Copy each line of the records that includes "ActiveTierIsOptimized".

#### Data for review

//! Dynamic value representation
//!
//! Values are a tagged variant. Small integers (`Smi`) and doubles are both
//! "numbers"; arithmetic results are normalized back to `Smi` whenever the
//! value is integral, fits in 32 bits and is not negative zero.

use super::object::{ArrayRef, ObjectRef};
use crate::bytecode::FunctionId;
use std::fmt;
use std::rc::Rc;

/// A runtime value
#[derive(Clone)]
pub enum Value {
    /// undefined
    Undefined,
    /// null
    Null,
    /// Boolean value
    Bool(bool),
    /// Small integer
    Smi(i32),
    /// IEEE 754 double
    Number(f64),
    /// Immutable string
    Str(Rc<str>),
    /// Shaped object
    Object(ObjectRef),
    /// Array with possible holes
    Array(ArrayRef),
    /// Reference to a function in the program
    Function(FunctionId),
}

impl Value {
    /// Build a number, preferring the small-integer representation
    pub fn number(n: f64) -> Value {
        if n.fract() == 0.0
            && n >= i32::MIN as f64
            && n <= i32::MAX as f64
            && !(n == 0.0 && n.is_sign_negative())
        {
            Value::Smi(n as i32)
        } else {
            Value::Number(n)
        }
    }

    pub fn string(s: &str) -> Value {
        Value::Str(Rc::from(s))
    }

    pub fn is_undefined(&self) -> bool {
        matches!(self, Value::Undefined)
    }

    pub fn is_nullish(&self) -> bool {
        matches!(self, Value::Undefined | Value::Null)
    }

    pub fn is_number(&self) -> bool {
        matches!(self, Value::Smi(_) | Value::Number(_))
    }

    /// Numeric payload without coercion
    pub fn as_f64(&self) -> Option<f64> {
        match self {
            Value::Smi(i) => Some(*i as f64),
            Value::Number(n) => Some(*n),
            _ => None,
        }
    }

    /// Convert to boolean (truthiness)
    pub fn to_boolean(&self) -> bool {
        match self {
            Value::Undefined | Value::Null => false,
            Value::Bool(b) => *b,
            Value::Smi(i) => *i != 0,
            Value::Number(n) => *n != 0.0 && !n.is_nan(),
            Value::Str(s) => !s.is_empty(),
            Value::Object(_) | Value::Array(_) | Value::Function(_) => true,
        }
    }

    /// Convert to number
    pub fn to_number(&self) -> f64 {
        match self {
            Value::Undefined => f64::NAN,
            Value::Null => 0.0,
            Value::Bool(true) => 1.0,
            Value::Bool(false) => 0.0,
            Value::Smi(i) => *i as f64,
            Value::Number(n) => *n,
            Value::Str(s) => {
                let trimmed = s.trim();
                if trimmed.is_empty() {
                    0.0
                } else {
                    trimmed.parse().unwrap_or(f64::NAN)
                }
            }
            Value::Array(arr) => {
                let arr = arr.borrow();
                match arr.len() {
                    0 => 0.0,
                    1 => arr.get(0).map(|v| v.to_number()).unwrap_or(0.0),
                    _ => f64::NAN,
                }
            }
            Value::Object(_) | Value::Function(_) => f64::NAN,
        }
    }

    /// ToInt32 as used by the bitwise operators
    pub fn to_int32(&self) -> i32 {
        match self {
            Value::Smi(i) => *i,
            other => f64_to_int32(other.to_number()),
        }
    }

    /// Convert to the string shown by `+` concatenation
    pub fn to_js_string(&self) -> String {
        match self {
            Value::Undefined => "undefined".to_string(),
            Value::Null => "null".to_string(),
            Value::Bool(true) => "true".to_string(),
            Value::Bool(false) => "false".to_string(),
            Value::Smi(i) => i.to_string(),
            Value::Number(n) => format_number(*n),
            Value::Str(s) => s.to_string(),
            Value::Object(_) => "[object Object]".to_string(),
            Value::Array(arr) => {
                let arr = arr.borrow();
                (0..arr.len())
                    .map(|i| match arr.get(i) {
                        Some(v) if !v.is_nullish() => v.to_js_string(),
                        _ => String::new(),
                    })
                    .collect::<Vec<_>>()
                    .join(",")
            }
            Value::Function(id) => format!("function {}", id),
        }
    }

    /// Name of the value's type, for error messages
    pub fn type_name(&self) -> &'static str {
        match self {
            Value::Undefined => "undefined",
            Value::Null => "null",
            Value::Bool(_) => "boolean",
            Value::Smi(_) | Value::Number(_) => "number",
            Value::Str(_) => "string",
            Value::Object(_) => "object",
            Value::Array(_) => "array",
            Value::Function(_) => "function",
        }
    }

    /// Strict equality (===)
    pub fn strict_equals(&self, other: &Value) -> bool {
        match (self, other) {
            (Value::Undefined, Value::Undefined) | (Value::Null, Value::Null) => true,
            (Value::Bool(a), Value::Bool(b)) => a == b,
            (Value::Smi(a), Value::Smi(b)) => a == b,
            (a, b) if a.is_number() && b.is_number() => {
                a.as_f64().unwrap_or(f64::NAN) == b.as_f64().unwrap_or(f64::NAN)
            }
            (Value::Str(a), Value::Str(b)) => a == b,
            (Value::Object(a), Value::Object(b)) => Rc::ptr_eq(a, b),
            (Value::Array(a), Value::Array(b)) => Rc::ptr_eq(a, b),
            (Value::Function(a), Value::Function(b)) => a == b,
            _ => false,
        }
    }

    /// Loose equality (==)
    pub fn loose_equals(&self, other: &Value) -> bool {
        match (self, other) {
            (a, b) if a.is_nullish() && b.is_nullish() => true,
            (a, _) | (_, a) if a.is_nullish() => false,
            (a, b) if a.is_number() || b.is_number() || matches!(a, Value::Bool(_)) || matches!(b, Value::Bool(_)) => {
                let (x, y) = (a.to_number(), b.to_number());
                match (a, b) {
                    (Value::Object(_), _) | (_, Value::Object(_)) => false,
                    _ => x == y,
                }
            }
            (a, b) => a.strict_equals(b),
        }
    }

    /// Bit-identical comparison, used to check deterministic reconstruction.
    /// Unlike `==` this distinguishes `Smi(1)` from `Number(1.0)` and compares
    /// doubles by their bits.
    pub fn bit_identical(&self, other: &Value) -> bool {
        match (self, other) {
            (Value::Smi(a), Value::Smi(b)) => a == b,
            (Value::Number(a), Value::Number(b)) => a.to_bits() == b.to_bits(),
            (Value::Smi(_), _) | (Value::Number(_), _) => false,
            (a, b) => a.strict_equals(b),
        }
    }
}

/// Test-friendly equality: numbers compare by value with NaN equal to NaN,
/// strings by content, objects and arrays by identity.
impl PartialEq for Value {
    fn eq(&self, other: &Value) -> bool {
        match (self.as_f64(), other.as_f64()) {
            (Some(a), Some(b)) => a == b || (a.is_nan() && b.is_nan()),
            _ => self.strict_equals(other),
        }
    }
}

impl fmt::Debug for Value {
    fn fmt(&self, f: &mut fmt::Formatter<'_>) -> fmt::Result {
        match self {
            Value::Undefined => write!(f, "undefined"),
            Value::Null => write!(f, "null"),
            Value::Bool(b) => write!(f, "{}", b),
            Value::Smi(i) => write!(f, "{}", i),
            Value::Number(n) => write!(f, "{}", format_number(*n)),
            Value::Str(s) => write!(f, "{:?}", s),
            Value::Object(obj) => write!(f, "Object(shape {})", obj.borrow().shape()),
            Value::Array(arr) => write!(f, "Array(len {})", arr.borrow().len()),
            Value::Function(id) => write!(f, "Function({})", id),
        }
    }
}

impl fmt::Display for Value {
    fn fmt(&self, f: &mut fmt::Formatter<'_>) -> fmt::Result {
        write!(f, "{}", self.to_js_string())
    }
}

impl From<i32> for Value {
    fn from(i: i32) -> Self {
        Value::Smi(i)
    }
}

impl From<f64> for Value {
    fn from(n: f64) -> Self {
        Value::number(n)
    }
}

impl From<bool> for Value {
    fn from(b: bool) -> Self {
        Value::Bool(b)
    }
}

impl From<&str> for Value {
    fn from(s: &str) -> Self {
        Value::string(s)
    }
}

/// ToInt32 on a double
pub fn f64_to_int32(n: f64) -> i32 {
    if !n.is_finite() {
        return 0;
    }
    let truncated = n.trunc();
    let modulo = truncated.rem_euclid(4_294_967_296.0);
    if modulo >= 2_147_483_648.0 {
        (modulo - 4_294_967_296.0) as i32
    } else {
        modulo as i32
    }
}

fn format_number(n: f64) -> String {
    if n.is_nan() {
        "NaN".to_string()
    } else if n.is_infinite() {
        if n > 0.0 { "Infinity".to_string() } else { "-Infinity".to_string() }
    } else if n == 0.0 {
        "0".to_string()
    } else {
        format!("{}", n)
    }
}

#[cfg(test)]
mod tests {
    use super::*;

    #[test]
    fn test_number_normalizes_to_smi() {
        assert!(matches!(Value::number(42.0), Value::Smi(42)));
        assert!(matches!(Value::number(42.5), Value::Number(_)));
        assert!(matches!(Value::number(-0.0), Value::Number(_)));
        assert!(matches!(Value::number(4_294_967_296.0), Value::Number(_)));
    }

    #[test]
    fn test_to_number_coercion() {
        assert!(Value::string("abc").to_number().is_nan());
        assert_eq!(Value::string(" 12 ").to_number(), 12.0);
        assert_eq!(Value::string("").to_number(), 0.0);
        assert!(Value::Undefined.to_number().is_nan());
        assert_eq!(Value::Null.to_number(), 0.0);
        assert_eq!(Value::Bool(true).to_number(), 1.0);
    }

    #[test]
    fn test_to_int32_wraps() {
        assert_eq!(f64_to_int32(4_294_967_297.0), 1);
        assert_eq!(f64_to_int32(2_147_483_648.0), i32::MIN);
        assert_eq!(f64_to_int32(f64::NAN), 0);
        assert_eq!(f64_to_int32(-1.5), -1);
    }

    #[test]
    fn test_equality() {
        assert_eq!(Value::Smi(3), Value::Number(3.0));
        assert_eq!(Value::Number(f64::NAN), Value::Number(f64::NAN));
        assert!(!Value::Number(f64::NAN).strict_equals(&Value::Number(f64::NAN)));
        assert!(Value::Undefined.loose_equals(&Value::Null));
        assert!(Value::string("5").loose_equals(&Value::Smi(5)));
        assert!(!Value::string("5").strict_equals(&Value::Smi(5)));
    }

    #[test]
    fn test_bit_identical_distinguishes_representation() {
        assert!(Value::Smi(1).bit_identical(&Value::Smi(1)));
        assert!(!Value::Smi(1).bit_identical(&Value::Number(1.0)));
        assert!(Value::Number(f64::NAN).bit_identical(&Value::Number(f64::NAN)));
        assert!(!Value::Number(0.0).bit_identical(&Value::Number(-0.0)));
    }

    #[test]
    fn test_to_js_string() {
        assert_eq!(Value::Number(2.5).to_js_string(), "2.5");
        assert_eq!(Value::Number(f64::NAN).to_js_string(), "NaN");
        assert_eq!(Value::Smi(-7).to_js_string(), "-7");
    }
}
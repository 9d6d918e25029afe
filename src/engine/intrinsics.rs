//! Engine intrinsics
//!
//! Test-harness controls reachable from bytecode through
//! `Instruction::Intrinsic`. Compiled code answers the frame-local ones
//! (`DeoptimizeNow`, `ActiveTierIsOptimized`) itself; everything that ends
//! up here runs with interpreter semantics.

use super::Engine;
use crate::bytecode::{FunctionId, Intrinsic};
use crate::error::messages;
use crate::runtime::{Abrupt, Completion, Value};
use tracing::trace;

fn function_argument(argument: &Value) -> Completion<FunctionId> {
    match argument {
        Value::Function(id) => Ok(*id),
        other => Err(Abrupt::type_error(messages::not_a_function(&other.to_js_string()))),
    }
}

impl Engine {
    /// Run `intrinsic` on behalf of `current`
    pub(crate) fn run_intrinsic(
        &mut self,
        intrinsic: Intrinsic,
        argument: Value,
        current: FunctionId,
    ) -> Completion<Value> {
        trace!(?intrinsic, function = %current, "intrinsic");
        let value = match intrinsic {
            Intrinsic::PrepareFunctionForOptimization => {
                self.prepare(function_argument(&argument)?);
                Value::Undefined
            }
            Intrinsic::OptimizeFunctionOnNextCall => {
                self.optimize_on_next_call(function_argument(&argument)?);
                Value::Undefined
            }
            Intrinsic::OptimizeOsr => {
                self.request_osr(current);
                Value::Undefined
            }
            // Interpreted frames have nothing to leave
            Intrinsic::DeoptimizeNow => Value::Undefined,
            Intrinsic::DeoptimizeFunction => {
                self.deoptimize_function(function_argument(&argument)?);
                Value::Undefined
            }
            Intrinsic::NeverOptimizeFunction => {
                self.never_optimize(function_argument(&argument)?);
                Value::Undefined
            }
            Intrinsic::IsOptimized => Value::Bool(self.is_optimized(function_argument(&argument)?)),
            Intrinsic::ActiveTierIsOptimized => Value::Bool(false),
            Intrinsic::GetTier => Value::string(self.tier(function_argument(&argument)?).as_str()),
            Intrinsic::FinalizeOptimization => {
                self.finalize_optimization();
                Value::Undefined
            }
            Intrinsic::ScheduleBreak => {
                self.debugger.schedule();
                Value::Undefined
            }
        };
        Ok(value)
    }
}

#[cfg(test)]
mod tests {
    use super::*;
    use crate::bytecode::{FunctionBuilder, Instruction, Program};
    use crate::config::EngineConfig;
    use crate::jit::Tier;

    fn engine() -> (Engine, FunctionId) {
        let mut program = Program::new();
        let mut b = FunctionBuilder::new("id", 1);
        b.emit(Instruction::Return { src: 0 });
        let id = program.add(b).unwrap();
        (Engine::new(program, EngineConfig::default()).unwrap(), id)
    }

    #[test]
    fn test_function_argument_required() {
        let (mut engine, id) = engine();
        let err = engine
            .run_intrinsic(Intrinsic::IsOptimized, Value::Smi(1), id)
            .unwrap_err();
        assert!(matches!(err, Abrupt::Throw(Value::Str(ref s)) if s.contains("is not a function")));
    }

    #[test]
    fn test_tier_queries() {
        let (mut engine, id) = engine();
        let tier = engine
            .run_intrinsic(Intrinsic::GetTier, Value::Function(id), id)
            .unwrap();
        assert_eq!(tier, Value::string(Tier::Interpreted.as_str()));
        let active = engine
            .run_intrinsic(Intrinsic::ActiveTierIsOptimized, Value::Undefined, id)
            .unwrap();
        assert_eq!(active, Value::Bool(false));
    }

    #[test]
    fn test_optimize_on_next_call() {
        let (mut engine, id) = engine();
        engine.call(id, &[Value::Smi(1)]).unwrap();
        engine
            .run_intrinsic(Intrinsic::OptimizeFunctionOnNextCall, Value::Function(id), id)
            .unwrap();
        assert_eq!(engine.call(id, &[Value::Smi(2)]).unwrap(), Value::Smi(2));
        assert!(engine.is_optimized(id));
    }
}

########

• **Task solution**:
//! (`DeoptimizeNow`, `ActiveTierIsOptimized`) itself; everything that ends
            Intrinsic::ActiveTierIsOptimized => Value::Bool(false),
            .run_intrinsic(Intrinsic::ActiveTierIsOptimized, Value::Undefined, id)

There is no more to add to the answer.